That afternoon I was on my way to tutor. I happened to glance out of the car window at a construction site in front of my house when a young child caught my eye.
He was marching behind an adult who was carrying a file of bricks on his head. The little boy himself carried a single brick in his hands.
The brick was too heavy for his undernourished arms and he almost fell over its weight. But he clung to the bricks as if his life depended on it.
He seemed very proud to be carrying building materials like his adult counterparts. He smiled broadly as I passed in the car. The boy could not have been more than three years old.
But I felt that he had a very mature approach to life. At the age of three, he was already learning to fend for himself in the world.
And what a cruel world he had been born into! A world that limited his life-chances at birth, a sphere in which the basic needs as health, education, etc were reserved for the rich only.
I realized that society had not permitted the boy to raise his expectations to anything more than a construction worker.
To see him in an exalted position in the future would not be short of a miracle.
I was all of a sudden reminded of another occurrence about six years ago when I was a student in sixth grade.
My father was walking me to school when we saw an injured crow on the road. This crow was the center of much commotion.
The rest of the crow community in the city seemed to have found out about the accident and were arriving at the scene in large flocks.

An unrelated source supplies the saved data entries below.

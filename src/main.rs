use afrigem::{
    configuration::get_configuration,
    startup::Application,
    telemetry::{get_subscriber, init_subscriber},
};

#[tokio::main]
async fn main() -> anyhow::Result<()> {
    let subscriber = get_subscriber("afrigem".into(), "info".into(), std::io::stdout);
    init_subscriber(subscriber);

    let config = get_configuration().expect("Failed to read configuration");

    Application::build(config).await?.run_until_stopped().await?;

    Ok(())
}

They cawed loudly and tried to protect it from further danger.
Maybe it was due to my young age, or maybe I was plain foolish to let such trivial incidents set my ticking, but I was genuinely touched by the episode of the crows.

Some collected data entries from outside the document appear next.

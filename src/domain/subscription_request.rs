use super::SubscriberEmail;

/// One form submission: a validated email plus the optional merge fields.
/// Built fresh per submission and dropped once the provider call resolves.
#[derive(Debug)]
pub struct SubscriptionRequest {
    pub email: SubscriberEmail,
    pub first_name: Option<String>,
    pub last_name: Option<String>,
}

impl SubscriptionRequest {
    pub fn new(
        email: String,
        first_name: Option<String>,
        last_name: Option<String>,
    ) -> Result<Self, String> {
        let email = SubscriberEmail::parse(email)?;
        Ok(Self {
            email,
            first_name: non_empty(first_name),
            last_name: non_empty(last_name),
        })
    }
}

// Browsers post optional inputs as empty strings.
fn non_empty(field: Option<String>) -> Option<String> {
    field.filter(|s| !s.is_empty())
}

It occurred to me that animals stand up for each other, while human beings are presumably the superior of creations, and do not.
All the crows were supported the wounded one. Buffaloes, zebras, and other animals in the wild make a circle around the most vulnerable ones during attacks.
But in our ‘civilized’ society and ‘free world,’ it is every man for himself, where the rights of the feeble and destitute are trodden upon.
We live in a modern orderly society where a hijacker can steal in broad daylight, perhaps with a policeman in the setting.
But the police and onlookers are far too apathetic to do anything about it.
How naive of me to expect a crime to be prevented at the risk of the constabulary looking like uncultured beings, animals!
Surely that is not what has been trained to do! Certainly, they have been bestowed on our streets as decoration-pieces!
Thousands of people suffer each day due to lack of treatment, many minds with potential creativity being extinguished while those behind dark glasses or those looking out of car windows can only stare.
Of course, we can not hurt our image by getting down from the car and offering a hand. That would turn us into animals!
As I gazed at the little boy flashing his yellow teeth and showing off his single brick, I had a sudden desire to become a crow or buffalo or zebra. But what could I do?
I could have offered the boy money. But how long would that last? Five days? Six days? Then what? I could quite well understand that the boy did not go to school.
I could inform his parents about the importance of education and advise them to get him admitted to a school.
But what is education to an empty stomach? Another dusk at the construction site. The boy is a day older, nothing else has changed.
As I try to figure out an effective ploy to help this young lad, I would like to draw the attention of the reader to the great number of children out there who see nothing in their future but darkness.
You don’t have to look far. There are hundreds in front of everyone’s home, perhaps in one’s home as well.
It is within our capability to give them a brighter tomorrow, so what is stopping us? Your benevolence can only contribute to creating a safer and better society for others in addition to yourself.